The agreement requires the physicians performing abortions at the clinic to maintain admitting privileges at a local hospital for as long as the law remains in effect, Stenehjem said. It also requires any additional physicians to get admitting privileges at a local hospital, he said.
"We are pleased that the physicians at the Red River Women's Clinic have been able to obtain admitting privileges and reach a settlement with state officials, but the fact remains that this law's intention was to shutter the only abortion clinic in the state," Autumn Katz, staff attorney at the Center for Reproductive Rights, said in a statement to the AP. "Our court battles continue as we fight the other equally extreme efforts to ban abortion in the state."

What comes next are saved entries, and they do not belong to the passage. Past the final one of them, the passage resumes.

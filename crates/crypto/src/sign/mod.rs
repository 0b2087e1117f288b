//! Ed25519 signing over canonical payloads.
//!
//! Keys are raw 32-byte seeds; public keys travel as `Hex32`, signatures as
//! base64 of the 64-byte form. Verification never raises: any structural
//! problem (bad hex, bad base64, wrong length, crypto failure) is `false`.

use base64::{engine::general_purpose::STANDARD as BASE64, Engine as _};
use caravel_types::codec::{self, Value};
use caravel_types::{CodecError, EventV1, Hex32};
use ed25519_dalek::{Signature, Signer, SigningKey, Verifier, VerifyingKey};
use rand::rngs::OsRng;

/// An Ed25519 key pair held as its signing key.
#[derive(Clone)]
pub struct Ed25519KeyPair {
    signing: SigningKey,
}

impl Ed25519KeyPair {
    /// Generates a fresh key pair from the OS RNG.
    pub fn generate() -> Self {
        Self {
            signing: SigningKey::generate(&mut OsRng),
        }
    }

    /// Reconstructs a key pair from a raw 32-byte seed.
    pub fn from_seed(seed: &[u8; 32]) -> Self {
        Self {
            signing: SigningKey::from_bytes(seed),
        }
    }

    /// The raw 32-byte seed.
    pub fn seed(&self) -> [u8; 32] {
        self.signing.to_bytes()
    }

    /// The public key in protocol form.
    pub fn public(&self) -> Hex32 {
        Hex32::from_bytes(self.signing.verifying_key().to_bytes())
    }

    /// Signs raw bytes, returning the 64-byte signature.
    pub fn sign_raw(&self, message: &[u8]) -> [u8; 64] {
        self.signing.sign(message).to_bytes()
    }

    /// Signs raw bytes, returning base64.
    pub fn sign_raw_b64(&self, message: &[u8]) -> String {
        BASE64.encode(self.sign_raw(message))
    }
}

impl std::fmt::Debug for Ed25519KeyPair {
    fn fmt(&self, f: &mut std::fmt::Formatter<'_>) -> std::fmt::Result {
        // Never prints the seed.
        write!(f, "Ed25519KeyPair({})", self.public())
    }
}

/// Signs the canonical encoding of a value, returning base64.
pub fn sign_payload_b64(keypair: &Ed25519KeyPair, payload: &Value) -> Result<String, CodecError> {
    let bytes = codec::encode(payload)?;
    Ok(keypair.sign_raw_b64(&bytes))
}

/// Verifies a raw signature against a public key. False on any failure.
pub fn verify_raw(pubkey: &Hex32, signature: &[u8], message: &[u8]) -> bool {
    let Ok(vk) = VerifyingKey::from_bytes(pubkey.as_bytes()) else {
        return false;
    };
    let Ok(sig_bytes) = <[u8; 64]>::try_from(signature) else {
        return false;
    };
    let sig = Signature::from_bytes(&sig_bytes);
    vk.verify(message, &sig).is_ok()
}

/// Verifies a base64 signature over the canonical encoding of a value.
/// False on any failure, including encoding failure.
pub fn verify_payload(pubkey: &Hex32, sig_b64: &str, payload: &Value) -> bool {
    let Ok(signature) = BASE64.decode(sig_b64) else {
        return false;
    };
    let Ok(bytes) = codec::encode(payload) else {
        return false;
    };
    verify_raw(pubkey, &signature, &bytes)
}

/// Signs an event envelope in place: sets `sig` over the signing payload.
/// The caller is responsible for `from` matching the key.
pub fn sign_event(keypair: &Ed25519KeyPair, event: &mut EventV1) -> Result<(), CodecError> {
    event.sig = sign_payload_b64(keypair, &event.signing_value())?;
    Ok(())
}

/// Verifies an event envelope's signature against its `from` key.
pub fn verify_event(event: &EventV1) -> bool {
    verify_payload(&event.from, &event.sig, &event.signing_value())
}

#[cfg(test)]
mod tests;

The hospital-admitting privileges measure was one of four that the Republican-controlled Legislature and GOP Gov. Jack Dalrymple passed last year that made North Dakota the most difficult state in the nation in which to get an abortion. Stenehjem said the state has spent about $250,000, to date, defending court challenges to the new laws.
The most restrictive new law bars an abortion if a fetal heartbeat can be detected, which could be as early as six weeks into a pregnancy and before some women know they are pregnant. But a federal judge, siding with abortion-rights advocates, called the law "clearly invalid and unconstitutional" and agreed to temporarily block it as legal challenges play out in court.
Backers of fetal heartbeat laws contend that they offer a legitimate challenge to the U.S. Supreme Court's 1973 Roe. v. Wade ruling that legalized abortion up until the point of viability, or when a fetus viably could be expected to survive outside the womb. That is typically at 22 to 24 weeks.
The state Supreme Court has a ruling pending on another challenge to a 2011 North Dakota law outlawing one of two drugs used in nonsurgical abortions.